AbstractFrom ancient history to present times, mankind has sought for anxiolytics, and various medications have been found and consequently used, at present culminating in heavy benzodiazepine use. Side‐effects such as dependence and tolerance have always induced the need, and accordingly the search, for new and better treatments. The 5‐HT1A receptor agonists like buspirone are an example of such new therapeutic agents. Whether or not those compounds will indeed be better as well remains to be seen. Recently another new class of putative anxiolytics has been proposed, the 5‐HT3 receptor antagonists. The present article reviews the evidence for anxiolytic activity of this new class of compounds of animal models of anxiety. Compared to the established anxiolytics (benzodiazepines and, to a lesser extent, 5‐HT1A receptor agonists) 5‐HT3 receptor antagonists have a different anxiolytic profile.

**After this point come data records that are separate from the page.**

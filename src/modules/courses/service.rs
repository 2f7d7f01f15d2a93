use anyhow::{Context, anyhow};
use lectern_core::AppError;
use lectern_models::{CourseId, UserId};
use sqlx::PgPool;
use tracing::{info, instrument, warn};

use super::model::{Course, CreateCourseDto, UpdateCourseDto};

const COURSE_SELECT: &str = "
    SELECT c.id, c.name, c.description, c.estimation, c.owner_user_id,
           c.created_at, c.updated_at,
           (SELECT COUNT(*) FROM lessons l WHERE l.course_id = c.id) AS lesson_count
    FROM courses c";

pub struct CourseService;

impl CourseService {
    #[instrument(skip(db))]
    pub async fn get_courses(db: &PgPool) -> Result<Vec<Course>, AppError> {
        let courses = sqlx::query_as::<_, Course>(&format!("{} ORDER BY c.id", COURSE_SELECT))
            .fetch_all(db)
            .await
            .context("Failed to fetch courses")
            .map_err(AppError::database)?;

        Ok(courses)
    }

    #[instrument(skip(db))]
    pub async fn get_course(db: &PgPool, id: CourseId) -> Result<Course, AppError> {
        sqlx::query_as::<_, Course>(&format!("{} WHERE c.id = $1", COURSE_SELECT))
            .bind(id)
            .fetch_optional(db)
            .await
            .context("Failed to fetch course")
            .map_err(AppError::database)?
            .ok_or_else(|| AppError::not_found(anyhow!("Course not found")))
    }

    #[instrument(skip(db, dto))]
    pub async fn create_course(
        db: &PgPool,
        owner: UserId,
        dto: CreateCourseDto,
    ) -> Result<Course, AppError> {
        let course = sqlx::query_as::<_, Course>(
            "INSERT INTO courses (name, description, estimation, owner_user_id)
             VALUES ($1, $2, $3, $4)
             RETURNING id, name, description, estimation, owner_user_id,
                       created_at, updated_at, 0::BIGINT AS lesson_count",
        )
        .bind(&dto.name)
        .bind(&dto.description)
        .bind(dto.estimation)
        .bind(owner)
        .fetch_one(db)
        .await
        .context("Failed to insert course")
        .map_err(AppError::database)?;

        info!(course_id = %course.id, "Course created");
        Ok(course)
    }

    /// Loads the course and checks that `user_id` owns it.
    pub async fn owned_course(
        db: &PgPool,
        id: CourseId,
        user_id: UserId,
    ) -> Result<Course, AppError> {
        let course = Self::get_course(db, id).await?;
        if course.owner_user_id != user_id {
            warn!(course_id = %id, user_id = %user_id, "Course ownership check failed");
            return Err(AppError::forbidden(anyhow!(
                "Only the course owner can modify this course"
            )));
        }
        Ok(course)
    }

    /// Error for a guarded write that matched no row: the course vanished or
    /// changed owner after the ownership check.
    pub(crate) async fn write_refused(db: &PgPool, id: CourseId, user_id: UserId) -> AppError {
        match Self::owned_course(db, id, user_id).await {
            Err(err) => err,
            Ok(_) => AppError::not_found(anyhow!("Course not found")),
        }
    }

    #[instrument(skip(db, dto))]
    pub async fn update_course(
        db: &PgPool,
        user_id: UserId,
        id: CourseId,
        dto: UpdateCourseDto,
    ) -> Result<Course, AppError> {
        Self::owned_course(db, id, user_id).await?;

        let course = sqlx::query_as::<_, Course>(
            "UPDATE courses SET
                 name = COALESCE($2, name),
                 description = COALESCE($3, description),
                 estimation = COALESCE($4, estimation),
                 updated_at = NOW()
             WHERE id = $1 AND owner_user_id = $5
             RETURNING id, name, description, estimation, owner_user_id,
                       created_at, updated_at,
                       (SELECT COUNT(*) FROM lessons l WHERE l.course_id = courses.id) AS lesson_count",
        )
        .bind(id)
        .bind(dto.name)
        .bind(dto.description)
        .bind(dto.estimation)
        .bind(user_id)
        .fetch_optional(db)
        .await
        .context("Failed to update course")
        .map_err(AppError::database)?;

        match course {
            Some(course) => Ok(course),
            None => Err(Self::write_refused(db, id, user_id).await),
        }
    }

    /// Deletes the course together with its lessons.
    #[instrument(skip(db))]
    pub async fn delete_course(db: &PgPool, user_id: UserId, id: CourseId) -> Result<(), AppError> {
        Self::owned_course(db, id, user_id).await?;

        let deleted = sqlx::query("DELETE FROM courses WHERE id = $1 AND owner_user_id = $2")
            .bind(id)
            .bind(user_id)
            .execute(db)
            .await
            .context("Failed to delete course")
            .map_err(AppError::database)?
            .rows_affected();
        if deleted == 0 {
            return Err(Self::write_refused(db, id, user_id).await);
        }

        info!(course_id = %id, "Course deleted");
        Ok(())
    }
}
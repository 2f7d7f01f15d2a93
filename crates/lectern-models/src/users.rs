//! User data models and DTOs.

use chrono::{DateTime, Utc};
use serde::{Deserialize, Serialize};
use sqlx::FromRow;
use utoipa::ToSchema;
use validator::Validate;

use crate::ids::UserId;
use crate::roles::Role;

/// A user as exposed by the API. The password hash never leaves the
/// repository layer.
#[derive(Serialize, Deserialize, FromRow, Debug, Clone, PartialEq, Eq, ToSchema)]
pub struct User {
    pub id: UserId,
    pub name: String,
    pub surname: String,
    pub username: String,
    pub created_at: DateTime<Utc>,
    pub updated_at: DateTime<Utc>,
}

#[derive(Serialize, Debug, Clone, PartialEq, Eq, ToSchema)]
pub struct UserWithRoles {
    #[serde(flatten)]
    pub user: User,
    pub roles: Vec<Role>,
}

/// Login lookup row: id plus the stored bcrypt hash.
#[derive(FromRow, Clone, PartialEq, Eq)]
pub struct UserCredentials {
    pub id: UserId,
    pub username: String,
    pub password: String,
}

impl std::fmt::Debug for UserCredentials {
    fn fmt(&self, f: &mut std::fmt::Formatter<'_>) -> std::fmt::Result {
        f.debug_struct("UserCredentials")
            .field("id", &self.id)
            .field("username", &self.username)
            .finish_non_exhaustive()
    }
}

/// Insert payload handed to the repository after hashing.
#[derive(Debug, Clone)]
pub struct NewUser {
    pub name: String,
    pub surname: String,
    pub username: String,
    pub password_hash: String,
}

#[derive(Deserialize, Clone, Validate, ToSchema)]
pub struct RegisterRequestDto {
    #[validate(length(min = 1, max = 35))]
    pub name: String,
    #[validate(length(min = 1, max = 35))]
    pub surname: String,
    #[validate(length(min = 3, max = 35, message = "username must be 3 to 35 characters"))]
    pub username: String,
    #[validate(length(min = 8, message = "password must be at least 8 characters"))]
    #[schema(example = "correct horse battery")]
    pub password: String,
}

impl std::fmt::Debug for RegisterRequestDto {
    fn fmt(&self, f: &mut std::fmt::Formatter<'_>) -> std::fmt::Result {
        f.debug_struct("RegisterRequestDto")
            .field("name", &self.name)
            .field("surname", &self.surname)
            .field("username", &self.username)
            .finish_non_exhaustive()
    }
}

#[derive(Deserialize, Debug, Clone, Validate, ToSchema)]
pub struct UpdateProfileDto {
    #[validate(length(min = 1, max = 35))]
    pub name: String,
    #[validate(length(min = 1, max = 35))]
    pub surname: String,
}

/// Replaces a user's whole role set.
#[derive(Deserialize, Debug, Clone, Validate, ToSchema)]
pub struct SetRolesDto {
    #[validate(length(min = 1, message = "at least one role is required"))]
    pub roles: Vec<Role>,
}
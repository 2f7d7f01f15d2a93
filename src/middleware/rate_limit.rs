//! Request admission.
//!
//! Two shapes, picked by [`RateLimitConfig::mode`]:
//!
//! - global: one token source for the whole process. It admits one request
//!   per tick, starts with a single token and never accumulates more.
//! - per client: one bucket per client address with the configured burst.
//!
//! Both are non-blocking. A request that finds no token is answered with 429
//! at once and never queued.

use std::net::SocketAddr;
use std::sync::Arc;
use std::time::Duration;

use anyhow::anyhow;
use axum::{
    extract::{ConnectInfo, Request, State},
    http::{HeaderValue, header::RETRY_AFTER},
    middleware::Next,
    response::{IntoResponse, Response},
};
use governor::{
    DefaultDirectRateLimiter, DefaultKeyedRateLimiter, NotUntil, RateLimiter,
    clock::{Clock, DefaultClock},
};
use lectern_config::{RateLimitConfig, RateLimitMode};
use lectern_core::AppError;
use tracing::{debug, warn};

use crate::metrics::track_gate_rejection;
use crate::state::AppState;

#[derive(Clone)]
pub enum Throttle {
    Global(Arc<DefaultDirectRateLimiter>),
    PerClient(Arc<DefaultKeyedRateLimiter<String>>),
}

impl std::fmt::Debug for Throttle {
    fn fmt(&self, f: &mut std::fmt::Formatter<'_>) -> std::fmt::Result {
        match self {
            Throttle::Global(_) => f.write_str("Throttle::Global"),
            Throttle::PerClient(limiter) => {
                write!(f, "Throttle::PerClient({} clients)", limiter.len())
            }
        }
    }
}

impl Throttle {
    pub fn from_config(config: &RateLimitConfig) -> Self {
        let quota = config.quota();
        match config.mode {
            RateLimitMode::Global => Throttle::Global(Arc::new(RateLimiter::direct(quota))),
            RateLimitMode::PerClient => Throttle::PerClient(Arc::new(RateLimiter::keyed(quota))),
        }
    }

    /// Takes a token for `client` if one is available.
    ///
    /// On refusal returns how long until the next token.
    pub fn check(&self, client: &str) -> Result<(), Duration> {
        let refused = match self {
            Throttle::Global(limiter) => limiter.check().err(),
            Throttle::PerClient(limiter) => limiter.check_key(&client.to_owned()).err(),
        };

        match refused {
            None => Ok(()),
            Some(not_until) => Err(wait_time(&not_until)),
        }
    }

    /// Periodically drops per-client buckets that have refilled completely.
    pub fn spawn_pruner(&self, every: Duration) {
        if let Throttle::PerClient(limiter) = self {
            let limiter = Arc::clone(limiter);
            tokio::spawn(async move {
                let mut interval = tokio::time::interval(every);
                loop {
                    interval.tick().await;
                    limiter.retain_recent();
                    limiter.shrink_to_fit();
                    debug!(clients = limiter.len(), "Pruned rate limiter buckets");
                }
            });
        }
    }
}

fn wait_time(not_until: &NotUntil<<DefaultClock as Clock>::Instant>) -> Duration {
    not_until.wait_time_from(DefaultClock::default().now())
}

/// Best-effort client address: first `X-Forwarded-For` hop, then the socket
/// peer, then a shared bucket.
fn client_key(req: &Request) -> String {
    if let Some(forwarded) = req
        .headers()
        .get("x-forwarded-for")
        .and_then(|v| v.to_str().ok())
        .and_then(|v| v.split(',').next())
        .map(str::trim)
        .filter(|v| !v.is_empty())
    {
        return forwarded.to_owned();
    }

    req.extensions()
        .get::<ConnectInfo<SocketAddr>>()
        .map(|ConnectInfo(addr)| addr.ip().to_string())
        .unwrap_or_else(|| "unknown".to_owned())
}

pub async fn rate_limit_middleware(
    State(state): State<AppState>,
    req: Request,
    next: Next,
) -> Response {
    let client = client_key(&req);

    match state.throttle.check(&client) {
        Ok(()) => next.run(req).await,
        Err(wait) => {
            warn!(
                method = %req.method(),
                path = %req.uri().path(),
                client = %client,
                retry_after_ms = wait.as_millis() as u64,
                "Rate limit exceeded"
            );
            track_gate_rejection("rate_limit");

            let mut response =
                AppError::too_many_requests(anyhow!("Too many requests")).into_response();
            let secs = wait.as_secs() + u64::from(wait.subsec_nanos() > 0);
            if let Ok(value) = HeaderValue::from_str(&secs.max(1).to_string()) {
                response.headers_mut().insert(RETRY_AFTER, value);
            }
            response
        }
    }
}
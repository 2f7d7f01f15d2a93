//! # Lectern CLI
//!
//! Account administration that has to happen outside the HTTP API, most
//! importantly bootstrapping the first `ADMIN`.
//!
//! ## Usage
//!
//! ```ignore
//! use lectern_cli::admin::{create_admin, grant_role};
//! use lectern_models::Role;
//!
//! create_admin(&pool, "Ada", "Lovelace", "ada", "correct horse battery").await?;
//! grant_role(&pool, "grace", Role::Teacher).await?;
//! ```

pub mod admin;
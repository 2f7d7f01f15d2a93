//! Role-based authorization gate.
//!
//! Mount behind [`require_auth`](crate::middleware::auth::require_auth):
//!
//! ```rust,ignore
//! use axum::{Router, middleware, routing::post};
//! use crate::middleware::role::require_teacher;
//!
//! let teacher_routes = Router::new()
//!     .route("/", post(create_course))
//!     .route_layer(middleware::from_fn(require_teacher));
//! ```

use anyhow::anyhow;
use axum::{extract::Request, middleware::Next, response::Response};
use lectern_core::AppError;
use lectern_models::Role;
use tracing::{error, warn};

use crate::metrics::track_gate_rejection;
use crate::middleware::auth::Principal;

/// Admits the request only if its principal holds `required`.
///
/// A request that reaches this gate without a principal is a wiring error
/// and fails closed with 500.
pub async fn require_role(required: Role, req: Request, next: Next) -> Result<Response, AppError> {
    let Some(principal) = req.extensions().get::<Principal>() else {
        error!(
            method = %req.method(),
            path = %req.uri().path(),
            required = %required,
            "Role data missing: authorization gate mounted without authentication"
        );
        track_gate_rejection("authz");
        return Err(AppError::internal(anyhow!("Role data missing")));
    };

    if !principal.has_role(required) {
        warn!(
            method = %req.method(),
            path = %req.uri().path(),
            user_id = %principal.user_id(),
            required = %required,
            "Authorization denied"
        );
        track_gate_rejection("authz");
        return Err(AppError::forbidden(anyhow!(
            "Access denied. Required role: {}",
            required
        )));
    }

    Ok(next.run(req).await)
}

pub async fn require_teacher(req: Request, next: Next) -> Result<Response, AppError> {
    require_role(Role::Teacher, req, next).await
}

pub async fn require_admin(req: Request, next: Next) -> Result<Response, AppError> {
    require_role(Role::Admin, req, next).await
}
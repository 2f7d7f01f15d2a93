use crate::docs::ApiDoc;
use crate::logging::logging_middleware;
use crate::metrics::metrics_middleware;
use crate::middleware::rate_limit::rate_limit_middleware;
use crate::modules::auth::router::init_auth_router;
use crate::modules::courses::router::init_courses_router;
use crate::modules::lessons::router::init_lessons_router;
use crate::modules::users::router::init_users_router;
use crate::state::AppState;
use axum::http::{HeaderValue, Method};
use axum::{Router, middleware};
use tower_http::cors::CorsLayer;
use utoipa::OpenApi;
use utoipa_scalar::{Scalar, Servable as _};
use utoipa_swagger_ui::SwaggerUi;

/// Builds the API router.
///
/// Every `/api` request passes the rate limiter first; the authentication
/// and role gates are mounted per module.
pub fn init_router(state: AppState) -> Router {
    let api = Router::new()
        .nest("/auth", init_auth_router(state.clone()))
        .nest("/users", init_users_router(state.clone()))
        .nest("/courses", init_courses_router(state.clone()))
        .nest("/lessons", init_lessons_router(state.clone()))
        .layer(middleware::from_fn_with_state(
            state.clone(),
            rate_limit_middleware,
        ));

    Router::new()
        .merge(SwaggerUi::new("/swagger-ui").url("/api-docs/openapi.json", ApiDoc::openapi()))
        .merge(Scalar::with_url("/scalar", ApiDoc::openapi()))
        .nest("/api", api)
        .with_state(state.clone())
        .layer({
            let allowed_origins: Vec<HeaderValue> = state
                .cors_config
                .allowed_origins
                .iter()
                .filter_map(|origin| origin.parse().ok())
                .collect();

            CorsLayer::new()
                .allow_origin(allowed_origins)
                .allow_methods([
                    Method::GET,
                    Method::POST,
                    Method::PUT,
                    Method::DELETE,
                    Method::OPTIONS,
                ])
                .allow_headers([
                    axum::http::header::CONTENT_TYPE,
                    axum::http::header::ACCEPT,
                ])
                .allow_credentials(true)
        })
        .layer(middleware::from_fn(metrics_middleware))
        .layer(middleware::from_fn(logging_middleware))
}
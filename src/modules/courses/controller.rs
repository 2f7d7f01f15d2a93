use axum::Json;
use axum::extract::{Path, State};
use axum::http::StatusCode;
use lectern_core::AppError;
use lectern_models::CourseId;
use tracing::instrument;

use super::model::{Course, CreateCourseDto, UpdateCourseDto};
use super::service::CourseService;
use crate::middleware::auth::Principal;
use crate::modules::auth::model::{ErrorResponse, MessageResponse};
use crate::state::AppState;
use crate::validator::ValidatedJson;

/// List all courses
#[utoipa::path(
    get,
    path = "/api/courses",
    responses(
        (status = 200, description = "All courses", body = Vec<Course>),
        (status = 401, description = "Not authenticated", body = ErrorResponse)
    ),
    security(("session_cookie" = [])),
    tag = "Courses"
)]
#[instrument(skip(state))]
pub async fn get_courses(State(state): State<AppState>) -> Result<Json<Vec<Course>>, AppError> {
    let courses = CourseService::get_courses(&state.db).await?;
    Ok(Json(courses))
}

/// Get a course by id
#[utoipa::path(
    get,
    path = "/api/courses/{id}",
    params(("id" = i64, Path, description = "Course id")),
    responses(
        (status = 200, description = "The course", body = Course),
        (status = 401, description = "Not authenticated", body = ErrorResponse),
        (status = 404, description = "Course not found", body = ErrorResponse)
    ),
    security(("session_cookie" = [])),
    tag = "Courses"
)]
#[instrument(skip(state))]
pub async fn get_course(
    State(state): State<AppState>,
    Path(id): Path<CourseId>,
) -> Result<Json<Course>, AppError> {
    let course = CourseService::get_course(&state.db, id).await?;
    Ok(Json(course))
}

/// Create a course owned by the caller
#[utoipa::path(
    post,
    path = "/api/courses",
    request_body = CreateCourseDto,
    responses(
        (status = 201, description = "Course created", body = Course),
        (status = 401, description = "Not authenticated", body = ErrorResponse),
        (status = 403, description = "TEACHER role required", body = ErrorResponse),
        (status = 422, description = "Validation error", body = ErrorResponse)
    ),
    security(("session_cookie" = [])),
    tag = "Courses"
)]
#[instrument(skip(state, principal, dto), fields(user_id = %principal.user_id()))]
pub async fn create_course(
    State(state): State<AppState>,
    principal: Principal,
    ValidatedJson(dto): ValidatedJson<CreateCourseDto>,
) -> Result<(StatusCode, Json<Course>), AppError> {
    let course = CourseService::create_course(&state.db, principal.user_id(), dto).await?;
    Ok((StatusCode::CREATED, Json(course)))
}

/// Update a course the caller owns
#[utoipa::path(
    put,
    path = "/api/courses/{id}",
    params(("id" = i64, Path, description = "Course id")),
    request_body = UpdateCourseDto,
    responses(
        (status = 200, description = "Course updated", body = Course),
        (status = 401, description = "Not authenticated", body = ErrorResponse),
        (status = 403, description = "TEACHER role and ownership required", body = ErrorResponse),
        (status = 404, description = "Course not found", body = ErrorResponse),
        (status = 422, description = "Validation error", body = ErrorResponse)
    ),
    security(("session_cookie" = [])),
    tag = "Courses"
)]
#[instrument(skip(state, principal, dto), fields(user_id = %principal.user_id()))]
pub async fn update_course(
    State(state): State<AppState>,
    principal: Principal,
    Path(id): Path<CourseId>,
    ValidatedJson(dto): ValidatedJson<UpdateCourseDto>,
) -> Result<Json<Course>, AppError> {
    let course = CourseService::update_course(&state.db, principal.user_id(), id, dto).await?;
    Ok(Json(course))
}

/// Delete a course the caller owns, with its lessons
#[utoipa::path(
    delete,
    path = "/api/courses/{id}",
    params(("id" = i64, Path, description = "Course id")),
    responses(
        (status = 200, description = "Course deleted", body = MessageResponse),
        (status = 401, description = "Not authenticated", body = ErrorResponse),
        (status = 403, description = "TEACHER role and ownership required", body = ErrorResponse),
        (status = 404, description = "Course not found", body = ErrorResponse)
    ),
    security(("session_cookie" = [])),
    tag = "Courses"
)]
#[instrument(skip(state, principal), fields(user_id = %principal.user_id()))]
pub async fn delete_course(
    State(state): State<AppState>,
    principal: Principal,
    Path(id): Path<CourseId>,
) -> Result<Json<MessageResponse>, AppError> {
    CourseService::delete_course(&state.db, principal.user_id(), id).await?;
    Ok(Json(MessageResponse::new("Course deleted")))
}
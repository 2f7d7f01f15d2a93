//! # Lectern API
//!
//! A REST API built with Rust, Axum, and PostgreSQL for managing courses and
//! lessons, with authentication carried by a signed session cookie.
//!
//! ## Overview
//!
//! - **Authentication**: username/password login; the server keeps the
//!   session record in Redis and hands the client an opaque, signed cookie
//! - **Role gates**: `ADMIN`, `TEACHER` and `USER`, checked by exact name
//! - **Courses and lessons**: readable by any authenticated user, writable by
//!   the owning teacher
//! - **Admission control**: a token-bucket limiter in front of every `/api`
//!   route
//!
//! ## Architecture
//!
//! ```text
//! src/
//! ├── middleware/       # Authentication gate, role gates, rate limiter
//! ├── modules/          # Feature modules
//! │   ├── auth/        # Register, login, logout, who-am-i
//! │   ├── users/       # User repository and role administration
//! │   ├── courses/     # Course CRUD
//! │   └── lessons/     # Lesson CRUD
//! ├── docs.rs           # OpenAPI document
//! ├── logging.rs        # Request logging and subscriber setup
//! ├── metrics.rs        # Prometheus metrics
//! ├── router.rs         # Route tree
//! └── state.rs          # Shared application state
//! ```
//!
//! Each feature module follows the same layout:
//!
//! - `controller.rs`: HTTP handlers
//! - `service.rs`: business logic
//! - `model.rs`: DTOs and database structs
//! - `router.rs`: Axum router configuration
//!
//! ## Workspace Crates
//!
//! - [`lectern_core`]: error type and password hashing
//! - [`lectern_config`]: environment-driven configuration
//! - [`lectern_db`]: pool setup and migrations
//! - [`lectern_models`]: shared domain types
//! - [`lectern_session`]: session store and session manager
//!
//! ## Session Flow
//!
//! ```text
//! POST /api/auth/login
//!     → credentials checked against the users table
//!     → previous session (if any) destroyed
//!     → new record {logged_user_id: <id>} written to the store
//!     → Set-Cookie: lectern_session=<signed id>; HttpOnly; SameSite=Lax
//!
//! GET /api/courses  (Cookie: lectern_session=...)
//!     → rate limiter
//!     → authentication gate resolves the user and its roles
//!     → handler
//! ```

pub mod docs;
pub mod logging;
pub mod metrics;
pub mod middleware;
pub mod modules;
pub mod router;
pub mod state;
pub mod validator;

// Re-export workspace crates for convenience
pub use lectern_config;
pub use lectern_core;
pub use lectern_db;
pub use lectern_models;
pub use lectern_session;
use axum::{
    Router, middleware,
    routing::{delete, get, post, put},
};

use super::controller::{
    delete_account, login_user, logout_user, register_user, update_profile, who_am_i,
};
use crate::middleware::auth::require_auth;
use crate::state::AppState;

/// `/register` and `/login` are public; the rest sit behind the
/// authentication gate.
pub fn init_auth_router(state: AppState) -> Router<AppState> {
    let public = Router::new()
        .route("/register", post(register_user))
        .route("/login", post(login_user));

    let protected = Router::new()
        .route("/logout", post(logout_user))
        .route("/who-am-i", get(who_am_i))
        .route("/update", put(update_profile))
        .route("/delete", delete(delete_account))
        .route_layer(middleware::from_fn_with_state(state, require_auth));

    public.merge(protected)
}
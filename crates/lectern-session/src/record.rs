//! Session identifiers and records.

use std::collections::HashMap;
use std::fmt;

use rand::RngCore;
use rand::rngs::OsRng;
use serde::{Deserialize, Serialize};
use serde_json::Value;

const ID_BYTES: usize = 32;

/// Opaque session identifier: 32 random bytes, hex encoded.
#[derive(Clone, PartialEq, Eq, Hash)]
pub struct SessionId(String);

impl SessionId {
    /// Draws a fresh identifier from the operating system's CSPRNG.
    pub fn generate() -> Self {
        let mut bytes = [0u8; ID_BYTES];
        OsRng.fill_bytes(&mut bytes);
        Self(hex::encode(bytes))
    }

    /// Accepts only values shaped like ids this crate generates.
    pub fn parse(raw: &str) -> Option<Self> {
        let well_formed = raw.len() == ID_BYTES * 2
            && raw.bytes().all(|b| matches!(b, b'0'..=b'9' | b'a'..=b'f'));
        well_formed.then(|| Self(raw.to_owned()))
    }

    pub fn as_str(&self) -> &str {
        &self.0
    }
}

impl fmt::Debug for SessionId {
    fn fmt(&self, f: &mut fmt::Formatter<'_>) -> fmt::Result {
        // Enough to correlate log lines, not enough to replay the cookie.
        write!(f, "SessionId({}..)", &self.0[..8])
    }
}

/// A session as held by the store: an id plus a small map of named values.
#[derive(Debug, Clone, PartialEq)]
pub struct SessionRecord {
    pub id: SessionId,
    values: HashMap<String, Value>,
}

/// Stored body of a record. The id is the key, so it is not repeated.
#[derive(Debug, Default, Serialize, Deserialize)]
pub(crate) struct StoredValues {
    #[serde(default)]
    pub values: HashMap<String, Value>,
}

impl SessionRecord {
    pub fn new(id: SessionId) -> Self {
        Self {
            id,
            values: HashMap::new(),
        }
    }

    pub(crate) fn from_stored(id: SessionId, stored: StoredValues) -> Self {
        Self {
            id,
            values: stored.values,
        }
    }

    pub(crate) fn to_stored(&self) -> StoredValues {
        StoredValues {
            values: self.values.clone(),
        }
    }

    pub fn get(&self, key: &str) -> Option<&Value> {
        self.values.get(key)
    }

    pub fn insert(&mut self, key: impl Into<String>, value: impl Into<Value>) {
        self.values.insert(key.into(), value.into());
    }

    pub fn remove(&mut self, key: &str) -> Option<Value> {
        self.values.remove(key)
    }

    pub fn is_empty(&self) -> bool {
        self.values.is_empty()
    }
}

They are active in a limited number of animal models, they often are very potent and the ratio between therapeutic activity and side‐effects is remarkably large. No evidence for tolerance or rebound effects was found, which makes them an attractive alternative to the benzodiazepines. Preliminary human clinical data are controversial; some investigators have reported positive effects in anxiety, others have not been able to demonstrate this.